Dans ce domaine, la FEB a toujours été très forte pour enrober de mots neutres les propositions les plus putrides.
Activer fortement les chômeurs veut dire exclure rapidement les travailleurs licenciés du droit aux indemnités de chômage.
Mais quel est donc l’intérêt de la FEB de basculer les travailleurs dans la pauvreté ?
La première motivation de la FEB consiste sans doute à diminuer les dépenses de l’assurance-chômage au profit d’une xième diminution de cotisations sociales.
Cette motivation est, à tout le moins, triplement scandaleuse.
Outre ses aspects inhumains, cette revendication de la FEB ne peut de toutes façons pas conduire à diminuer les coûts collectifs liés aux pertes d’emplois. En effet, puisqu’on n’a pas encore décidé de laisser les gens mourir de faim en Belgique, les coûts seraient reportés sur les budgets locaux via les CPAS.
« Activer les bénéficiaires de l’aide sociale » : une future revendication de la FEB ?
La seconde motivation de la FEB est encore plus insidieuse.
Le travailleur licencié, couvert par un préavis court, émarge rapidement au chômage. Traqué par l’ONEm, il en est rapidement exclu.
Et voilà un travailleur précarisé, fragilisé, pauvre parfois qui sera trop heureux d’accepter un « job » mal payé, flexible, et comportant de mauvaises conditions de travail.

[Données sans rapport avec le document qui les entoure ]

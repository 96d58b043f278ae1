//! Legend layout: one swatch + label per category.

use egui::Color32;
use std::fmt::Write;

use crate::color::{opacity, rgb_hex};
use crate::heatmap::LegendOptions;
use crate::render::{escape, text_width};

const PAD: f32 = 4.0;

/// One legend row, positioned relative to the legend's top-left corner.
#[derive(Clone, Debug, PartialEq)]
pub struct LegendEntry {
    pub label: String,
    pub color: Color32,
    /// Top-left corner of the swatch.
    pub x: f32,
    pub y: f32,
}

/// Computed legend geometry.
#[derive(Clone, Debug, PartialEq)]
pub struct LegendLayout {
    labels: Vec<(String, Color32)>,
    columns: usize,
    rows: usize,
    entry_width: f32,
    entry_height: f32,
    swatch: f32,
    title: Option<String>,
    title_height: f32,
    font_size: f32,
    frame: bool,
}

impl LegendLayout {
    /// Lay out `categories` (sorted) with their `colors` (same order).
    pub fn compute(categories: &[String], colors: &[Color32], opts: &LegendOptions) -> Self {
        let n = categories.len();
        let font_size = opts.font_size.max(1.0);
        let swatch = font_size * 1.2;
        let label_w = categories
            .iter()
            .map(|c| text_width(c, font_size))
            .fold(0.0f32, f32::max);
        let columns = opts.columns_for(n);
        let rows = n.div_ceil(columns).max(1);
        let title_height = if opts.title.is_some() {
            font_size * 1.8
        } else {
            0.0
        };
        let mut layout = Self {
            labels: categories
                .iter()
                .cloned()
                .zip(colors.iter().copied())
                .collect(),
            columns,
            rows,
            entry_width: swatch + font_size * 0.6 + label_w + PAD * 2.0,
            entry_height: font_size * 1.8,
            swatch,
            title: opts.title.clone(),
            title_height,
            font_size,
            frame: opts.frame,
        };
        if let Some(title) = &opts.title {
            let min_w = text_width(title, font_size) + PAD * 2.0;
            if layout.width() < min_w {
                layout.entry_width = (min_w - PAD * 2.0) / columns as f32;
            }
        }
        layout
    }

    pub fn columns(&self) -> usize {
        self.columns
    }

    pub fn rows(&self) -> usize {
        self.rows
    }

    pub fn width(&self) -> f32 {
        self.columns as f32 * self.entry_width + PAD * 2.0
    }

    pub fn height(&self) -> f32 {
        self.title_height + self.rows as f32 * self.entry_height + PAD * 2.0
    }

    pub fn font_size(&self) -> f32 {
        self.font_size
    }

    /// Widen the columns so the legend spans `width`. Never shrinks.
    pub fn expand_to_width(&mut self, width: f32) {
        let per_col = (width - PAD * 2.0) / self.columns as f32;
        if per_col > self.entry_width {
            self.entry_width = per_col;
        }
    }

    /// Entries, filled column by column.
    pub fn entries(&self) -> Vec<LegendEntry> {
        self.labels
            .iter()
            .enumerate()
            .map(|(i, (label, color))| {
                let col = i / self.rows;
                let row = i % self.rows;
                LegendEntry {
                    label: label.clone(),
                    color: *color,
                    x: PAD + col as f32 * self.entry_width + PAD,
                    y: PAD
                        + self.title_height
                        + row as f32 * self.entry_height
                        + (self.entry_height - self.swatch) / 2.0,
                }
            })
            .collect()
    }

    /// Append the legend as an SVG group translated to `(x, y)`.
    pub fn write_svg(&self, out: &mut String, x: f32, y: f32, text_color: Color32) {
        let _ = writeln!(out, r#"<g class="legend" transform="translate({x:.2},{y:.2})">"#);
        if self.frame {
            let _ = writeln!(
                out,
                r##"<rect x="0.5" y="0.5" width="{:.2}" height="{:.2}" fill="none" stroke="#000000" stroke-width="1"/>"##,
                self.width() - 1.0,
                self.height() - 1.0
            );
        }
        if let Some(title) = &self.title {
            let _ = writeln!(
                out,
                r#"<text x="{:.2}" y="{:.2}" font-size="{:.1}" font-weight="bold" fill="{}">{}</text>"#,
                PAD * 2.0,
                PAD + self.title_height * 0.7,
                self.font_size,
                rgb_hex(text_color),
                escape(title)
            );
        }
        for entry in self.entries() {
            let _ = writeln!(
                out,
                r##"<rect x="{:.2}" y="{:.2}" width="{:.2}" height="{:.2}" fill="{}" fill-opacity="{:.3}" stroke="#000000" stroke-width="0.8"/>"##,
                entry.x,
                entry.y,
                self.swatch,
                self.swatch,
                rgb_hex(entry.color),
                opacity(entry.color)
            );
            let _ = writeln!(
                out,
                r#"<text x="{:.2}" y="{:.2}" font-size="{:.1}" fill="{}">{}</text>"#,
                entry.x + self.swatch + self.font_size * 0.6,
                entry.y + self.swatch / 2.0 + self.font_size * 0.35,
                self.font_size,
                rgb_hex(text_color),
                escape(&entry.label)
            );
        }
        out.push_str("</g>\n");
    }
}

Mieux encore, l’employeur pourra, tel un chevalier blanc, venir au secours des hommes politiques aux abois, en créant ces mauvais jobs. La récompense prenant la forme d’une prise en charge collective d’une partie de ces salaires ; salaires de plus en plus bas pour les travailleurs mais de plus en plus chers pour la collectivité.